-- Task objective --
I'd like every record written out again, exactly as it is.

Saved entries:
_ _ _ _
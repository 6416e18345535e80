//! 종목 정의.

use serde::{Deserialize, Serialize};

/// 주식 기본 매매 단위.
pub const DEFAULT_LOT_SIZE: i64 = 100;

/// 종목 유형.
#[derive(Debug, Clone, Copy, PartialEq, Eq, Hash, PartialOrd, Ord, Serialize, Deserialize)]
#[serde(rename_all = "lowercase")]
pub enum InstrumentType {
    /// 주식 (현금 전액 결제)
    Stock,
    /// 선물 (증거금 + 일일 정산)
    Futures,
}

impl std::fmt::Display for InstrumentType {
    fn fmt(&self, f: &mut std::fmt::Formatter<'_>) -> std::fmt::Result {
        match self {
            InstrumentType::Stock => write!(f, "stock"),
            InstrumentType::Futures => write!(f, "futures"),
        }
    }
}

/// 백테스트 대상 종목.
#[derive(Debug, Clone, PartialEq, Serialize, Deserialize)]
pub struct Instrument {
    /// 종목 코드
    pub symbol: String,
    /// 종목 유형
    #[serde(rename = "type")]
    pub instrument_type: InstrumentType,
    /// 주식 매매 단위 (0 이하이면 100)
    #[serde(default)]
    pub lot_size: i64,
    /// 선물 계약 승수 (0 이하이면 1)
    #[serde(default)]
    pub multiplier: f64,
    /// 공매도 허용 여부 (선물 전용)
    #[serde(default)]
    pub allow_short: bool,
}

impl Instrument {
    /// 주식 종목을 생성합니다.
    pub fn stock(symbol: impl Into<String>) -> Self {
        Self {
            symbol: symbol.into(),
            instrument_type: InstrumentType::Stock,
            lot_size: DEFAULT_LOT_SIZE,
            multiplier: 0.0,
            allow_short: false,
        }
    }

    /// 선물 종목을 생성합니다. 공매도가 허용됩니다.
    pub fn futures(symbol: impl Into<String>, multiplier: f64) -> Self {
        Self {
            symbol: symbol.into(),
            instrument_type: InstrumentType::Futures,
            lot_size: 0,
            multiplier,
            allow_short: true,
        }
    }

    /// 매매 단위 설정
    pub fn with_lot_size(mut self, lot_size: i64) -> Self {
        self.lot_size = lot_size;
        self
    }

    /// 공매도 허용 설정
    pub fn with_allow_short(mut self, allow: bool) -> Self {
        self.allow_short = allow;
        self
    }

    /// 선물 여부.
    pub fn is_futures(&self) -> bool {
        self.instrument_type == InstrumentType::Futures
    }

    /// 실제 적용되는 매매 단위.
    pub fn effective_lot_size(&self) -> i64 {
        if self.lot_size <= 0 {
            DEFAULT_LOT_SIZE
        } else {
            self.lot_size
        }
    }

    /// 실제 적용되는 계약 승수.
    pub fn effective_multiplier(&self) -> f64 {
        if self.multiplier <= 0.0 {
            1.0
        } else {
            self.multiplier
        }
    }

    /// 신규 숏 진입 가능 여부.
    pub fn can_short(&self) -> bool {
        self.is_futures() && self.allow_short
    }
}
_ _ _ _
-- Finished exercise --
repository 6416e18345535e80
//! 종목 정의.

use serde::{Deserialize, Serialize};

/// 주식 기본 매매 단위.
pub const DEFAULT_LOT_SIZE: i64 = 100;

/// 종목 유형.
#[derive(Debug, Clone, Copy, PartialEq, Eq, Hash, PartialOrd, Ord, Serialize, Deserialize)]
#[serde(rename_all = "lowercase")]
pub enum InstrumentType {
    /// 주식 (현금 전액 결제)
    Stock,
    /// 선물 (증거금 + 일일 정산)
    Futures,
}

impl std::fmt::Display for InstrumentType {
    fn fmt(&self, f: &mut std::fmt::Formatter<'_>) -> std::fmt::Result {
        match self {
            InstrumentType::Stock => write!(f, "stock"),
            InstrumentType::Futures => write!(f, "futures"),
        }
    }
}

/// 백테스트 대상 종목.
#[derive(Debug, Clone, PartialEq, Serialize, Deserialize)]
pub struct Instrument {
    /// 종목 코드
    pub symbol: String,
    /// 종목 유형
    #[serde(rename = "type")]
    pub instrument_type: InstrumentType,
    /// 주식 매매 단위 (0 이하이면 100)
    #[serde(default)]
    pub lot_size: i64,
    /// 선물 계약 승수 (0 이하이면 1)
    #[serde(default)]
    pub multiplier: f64,
    /// 공매도 허용 여부 (선물 전용)
    #[serde(default)]
    pub allow_short: bool,
}

impl Instrument {
    /// 주식 종목을 생성합니다.
    pub fn stock(symbol: impl Into<String>) -> Self {
        Self {
            symbol: symbol.into(),
            instrument_type: InstrumentType::Stock,
            lot_size: DEFAULT_LOT_SIZE,
            multiplier: 0.0,
            allow_short: false,
        }
    }

    /// 선물 종목을 생성합니다. 공매도가 허용됩니다.
    pub fn futures(symbol: impl Into<String>, multiplier: f64) -> Self {
        Self {
            symbol: symbol.into(),
            instrument_type: InstrumentType::Futures,
            lot_size: 0,
            multiplier,
            allow_short: true,
        }
    }

    /// 매매 단위 설정
    pub fn with_lot_size(mut self, lot_size: i64) -> Self {
        self.lot_size = lot_size;
        self
    }

    /// 공매도 허용 설정
    pub fn with_allow_short(mut self, allow: bool) -> Self {
        self.allow_short = allow;
        self
    }

    /// 선물 여부.
    pub fn is_futures(&self) -> bool {
        self.instrument_type == InstrumentType::Futures
    }

    /// 실제 적용되는 매매 단위.
    pub fn effective_lot_size(&self) -> i64 {
        if self.lot_size <= 0 {
            DEFAULT_LOT_SIZE
        } else {
            self.lot_size
        }
    }

    /// 실제 적용되는 계약 승수.
    pub fn effective_multiplier(&self) -> f64 {
        if self.multiplier <= 0.0 {
            1.0
        } else {
            self.multiplier
        }
    }

    /// 신규 숏 진입 가능 여부.
    pub fn can_short(&self) -> bool {
        self.is_futures() && self.allow_short
    }
}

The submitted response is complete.